On 2017年11月21日 12:06, Chris Murphy wrote:
> On Mon, Nov 20, 2017 at 6:16 PM, Qu Wenruo <quwenruo.btrfs@xxxxxxx> wrote:
>>
>>
>> On 2017年11月21日 06:23, Chris Murphy wrote:
>>> On Sun, Nov 19, 2017 at 7:42 PM, Qu Wenruo <quwenruo.btrfs@xxxxxxx> wrote:
>>>>
>>>>
>>>> On 2017年11月20日 10:24, Chris Murphy wrote:
>>>>> On Sun, Nov 19, 2017 at 7:13 PM, Qu Wenruo <quwenruo.btrfs@xxxxxxx> wrote:
>>>>>>
>>>>>>
>>>>>> On 2017年11月19日 14:17, Chris Murphy wrote:
>>>>>>> fstrim should trim free space, but it only trims unallocated. This is
>>>>>>> with kernel 4.14.0 and the entire 4.13 series. I'm pretty sure it
>>>>>>> behaved this way with 4.12 also.
>>>>>>
>>>>>> Tested with 4.14-rc7, can't reproduce it.
>>>>>
>>>>> $ sudo btrfs fi us /
>>>>> Overall:
>>>>> Device size: 70.00GiB
>>>>> Device allocated: 31.03GiB
>>>>> Device unallocated: 38.97GiB
>>>>> Device missing: 0.00B
>>>>> Used: 22.12GiB
>>>>> Free (estimated): 47.62GiB (min: 47.62GiB)
>>>>> ...snip...
>>>>>
>>>>> $ sudo fstrim -v /
>>>>> /: 39 GiB (41841328128 bytes) trimmed
>>>>>
>>>>> Then I run btrfs-debug -b / and find the least used block group, at 8% usage;
>>>>>
>>>>> block group offset 174202028032 len 1073741824 used 89206784
>>>>> chunk_objectid 256 flags 1 usage 0.08
>>>>>
>>>>> And balance that block group:
>>>>>
>>>>> $ sudo btrfs balance start -dvrange=174202028032..174202028033 -dlimit=1 /
>>>>> Done, had to relocate 1 out of 32 chunks
>>>>>
>>>>> And trim again:
>>>>>
>>>>> /: 39 GiB (41841328128 bytes) trimmed
>>>>>
>>>>>
>>>>>> Any special mount options or setup?

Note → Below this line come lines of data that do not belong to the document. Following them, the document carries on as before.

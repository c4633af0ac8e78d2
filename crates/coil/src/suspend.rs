//! The suspend/resume protocol shared by generators and coroutines.
//!
//! A generator or coroutine object is a [`Suspendable`]: a handle to a body
//! context parked in the VM's arena plus its [`SuspendKind`]. Resuming it
//! (`start_send` / `start_next`) links the resumer in as the body's caller and
//! returns the body's id for the dispatch loop to drive. The body hands control
//! back with `YieldValue`, or by finishing, which surfaces to the resumer as
//! `StopIteration`.
//!
//! ```text
//! unstarted --send(None)--> parked --send(v)--> parked --return/raise--> terminated
//! ```
//!
//! Generators and coroutines share this state machine; the kind only affects
//! naming in errors and `type_name`.

use std::fmt;
use std::hash::{Hash, Hasher};
use std::sync::Arc;

use parking_lot::Mutex;
use strum::Display;
use tracing::debug;

use crate::context::{ContextId, Contexts};
use crate::error::{Error, Result};
use crate::exception::{ExcType, Exception};
use crate::value::Value;

#[derive(Debug, Clone, Copy, PartialEq, Eq, Hash, Display)]
#[strum(serialize_all = "lowercase")]
#[cfg_attr(feature = "serde", derive(serde::Serialize, serde::Deserialize))]
pub enum SuspendKind {
    Generator,
    Coroutine,
}

/// Bodies whose last handle has been dropped, waiting for their VM to
/// release them.
#[derive(Debug, Clone, Default)]
pub(crate) struct Abandoned(Arc<Mutex<Vec<ContextId>>>);

impl Abandoned {
    pub(crate) fn take(&self) -> Vec<ContextId> {
        std::mem::take(&mut *self.0.lock())
    }

    pub(crate) fn extend(&self, ids: impl IntoIterator<Item = ContextId>) {
        self.0.lock().extend(ids);
    }
}

/// Shared by every clone of one handle. Dropping the last clone reports the
/// body as abandoned.
struct Liveness {
    context: ContextId,
    abandoned: Abandoned,
}

impl Drop for Liveness {
    fn drop(&mut self) {
        self.abandoned.0.lock().push(self.context);
    }
}

/// A generator or coroutine object.
///
/// Handles are reference counted: clones refer to the same body, and once
/// the last one is dropped the VM releases the body the next time it
/// dispatches.
#[derive(Clone)]
pub struct Suspendable {
    context: ContextId,
    kind: SuspendKind,
    liveness: Arc<Liveness>,
}

impl Suspendable {
    pub(crate) fn new(context: ContextId, kind: SuspendKind, abandoned: &Abandoned) -> Self {
        Self {
            context,
            kind,
            liveness: Arc::new(Liveness {
                context,
                abandoned: abandoned.clone(),
            }),
        }
    }

    /// The wrapped body context.
    pub fn context(&self) -> ContextId {
        self.context
    }

    pub fn kind(&self) -> SuspendKind {
        self.kind
    }

    /// Resume the body with `value`, making `calling` its caller.
    ///
    /// An unstarted body only accepts [`Value::None`] and begins at its first
    /// instruction; any other value fails with [`Error::InvalidSend`]. A parked
    /// body receives `value` on its data stack and continues after the yield it
    /// is parked at. A finished (or released) body raises `StopIteration`, and
    /// a body that is already running in `calling`'s chain raises `ValueError`.
    ///
    /// `origin` and `origin_line` identify the resumption site for logging.
    pub fn start_send(
        &self,
        contexts: &mut Contexts,
        value: Value,
        calling: ContextId,
        origin: &str,
        origin_line: Option<u32>,
    ) -> Result<ContextId> {
        let depth = contexts.get(calling)?.depth() + 1;
        if contexts.chain_contains(calling, self.context) {
            return Err(Exception::raised(
                ExcType::ValueError,
                format!("{} already executing", self.kind),
            )
            .into());
        }
        let Ok(body) = contexts.get_mut(self.context) else {
            return Err(Exception::stop_iteration().into());
        };
        if body.is_terminated() {
            return Err(Exception::stop_iteration().into());
        }

        if body.is_unstarted() && !value.is_none() {
            return Err(Error::InvalidSend {
                kind: self.kind,
                value_type: value.type_name(),
            });
        }

        body.set_caller(Some(calling));
        body.set_depth(depth);
        if body.is_unstarted() {
            body.set_ip(0);
            debug!(
                kind = %self.kind,
                body = body.name(),
                origin,
                line = ?origin_line,
                "starting suspended body"
            );
        } else {
            debug!(
                kind = %self.kind,
                body = body.name(),
                ip = body.ip(),
                origin,
                line = ?origin_line,
                "resuming suspended body"
            );
            body.push(value);
        }
        Ok(self.context)
    }

    /// Resume for plain iteration: `start_send` with [`Value::None`].
    pub fn start_next(
        &self,
        contexts: &mut Contexts,
        calling: ContextId,
        origin: &str,
        origin_line: Option<u32>,
    ) -> Result<ContextId> {
        self.start_send(contexts, Value::None, calling, origin, origin_line)
    }
}

impl PartialEq for Suspendable {
    fn eq(&self, other: &Self) -> bool {
        self.context == other.context && self.kind == other.kind
    }
}

impl Eq for Suspendable {}

impl Hash for Suspendable {
    fn hash<H: Hasher>(&self, state: &mut H) {
        self.context.hash(state);
        self.kind.hash(state);
    }
}

impl fmt::Debug for Suspendable {
    fn fmt(&self, f: &mut fmt::Formatter<'_>) -> fmt::Result {
        f.debug_struct("Suspendable")
            .field("context", &self.context)
            .field("kind", &self.kind)
            .finish_non_exhaustive()
    }
}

>>>>>> (BTW, I also tried space_cache=v2 and default v1, no obvious difference)
>>>>>
>>>>>
>>>>> /dev/nvme0n1p8 on / type btrfs
>>>>> (rw,relatime,seclabel,ssd,space_cache,subvolid=333,subvol=/root27)
>>>>
>>>> Nothing special at all.
>>>>
>>>> And unfortunately, no trace point inside btrfs_trim_block_group() at all.
>>>>
>>>> But a quick glance shows me that, the loop to iterate existing block
>>>> groups to trim free space inside them has a return value overwrite bug.
>>>>
>>>> So only unallocated space get trimmed.
>>>>
>>>> Would you please try this diff to get the return value?
>>>>
>>>> ------
>>>> diff --git a/fs/btrfs/extent-tree.c b/fs/btrfs/extent-tree.c
>>>> index 309a109069f1..dbec05dc8810 100644
>>>> --- a/fs/btrfs/extent-tree.c
>>>> +++ b/fs/btrfs/extent-tree.c
>>>> @@ -10983,12 +10983,12 @@ int btrfs_trim_fs(struct btrfs_fs_info
>>>> *fs_info, struct fstrim_range *range)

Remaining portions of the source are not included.